Fig. 3 |. T-bet in immunity to pathogens that occupy distinct intracellular niches.

a | Pathogens such as Leishmania major are specialized to survive and replicate inside the phagolysosomal system. Microbial antigens at these sites drive the development of MHC class II-restricted T-bet-dependent CD4⁺ T cells, and the production of IFNγ by these cells is the dominant pathway that mediates parasite control. b | The ability to escape from the phagolysosomal system into the cytosol of host cells provides a mechanism for Listeria monocytogenes to avoid killing, but in this compartment, bacterial antigens are readily presented to MHC class I-restricted CD8⁺ T cells. In addition, innate responses mediated by natural killer (NK) cells also contribute to the production of IFNγ. c | Toxoplasma gondii replicates in a unique parasitophorous vacuole that does not fuse with the lysosomal compartment but fully engages innate and adaptive production of IFNγ. While the ability to generate parasite-specific CD4⁺ T cells is partially dependent on T-bet, the magnitude of the NK cell and CD8⁺ cell response appears intact in the absence of T-bet.

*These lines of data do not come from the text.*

use std::{cmp, fmt};

use serde::{Deserialize, Serialize};

/// A distance, in meters. Can be negative.
#[derive(Clone, Copy, Debug, PartialEq, PartialOrd, Serialize, Deserialize)]
pub struct Distance(f64);

// By construction, Distance is a finite f64.
impl Eq for Distance {}

#[allow(clippy::derive_ord_xor_partial_ord)] // false positive
impl Ord for Distance {
    fn cmp(&self, other: &Distance) -> cmp::Ordering {
        self.0.total_cmp(&other.0)
    }
}

impl Distance {
    /// Creates a distance in meters.
    pub fn meters(value: f64) -> Distance {
        if !value.is_finite() {
            panic!("Bad Distance {}", value);
        }

        Distance(value)
    }

    /// Returns the distance in meters. Prefer to work with type-safe `Distance`s.
    pub fn inner_meters(self) -> f64 {
        self.0
    }
}

impl fmt::Display for Distance {
    fn fmt(&self, f: &mut fmt::Formatter) -> fmt::Result {
        write!(f, "{}m", (self.0 * 10.0).round() / 10.0)
    }
}

#[cfg(test)]
mod tests {
    use super::*;

    #[test]
    fn display() {
        assert_eq!(Distance::meters(50.0).to_string(), "50m");
        assert_eq!(Distance::meters(12.345).to_string(), "12.3m");
        assert_eq!(Distance::meters(50.0).inner_meters(), 50.0);
    }

    #[test]
    #[should_panic]
    fn non_finite_panics() {
        Distance::meters(f64::NAN);
    }

    #[test]
    fn ordering() {
        let mut list = vec![
            Distance::meters(15.0),
            Distance::meters(-1.0),
            Distance::meters(5.0),
        ];
        list.sort();
        assert_eq!(
            list,
            vec![
                Distance::meters(-1.0),
                Distance::meters(5.0),
                Distance::meters(15.0)
            ]
        );
    }
}
//! Utilities shared by the hexagon sampling crates: logging, timing, and small IO helpers.

#[macro_use]
extern crate log;

mod io;
pub mod logger;
mod time;
mod utils;

pub use crate::io::{read_json, to_json, write_json};
pub use crate::time::{elapsed_seconds, prettyprint_time, Timer};
pub use crate::utils::{basename, prettyprint_usize};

Fig. 4 |. Differential expression and function of T-bet and EOMES during differentiation of effector and memory T cell subsets.

A primary immune challenge results in the activation and expansion of pathogen-specific CD8⁺ T cell populations that give rise to distinct populations of memory precursors as well as effector cells. The relative levels of T-bet and eomesodermin (EOMES) differ in these populations and may be influenced by levels of T cell receptor (TCR) engagement, the process of cell division and the inflammatory environment, factors which in turn influence the expression of surface molecules associated with distinct trafficking and effector functions. After resolution of infection, it is unclear how T-bet and EOMES influence memory responses to secondary challenges or, in the case of persistent infection, whether these transcription factors are required to maintain effective long-lived T cell responses. CX3CR1, CX3C-chemokine receptor 1; CXCR3, CXC-chemokine receptor 3; KLRG1, killer cell lectin-like receptor subfamily G member 1.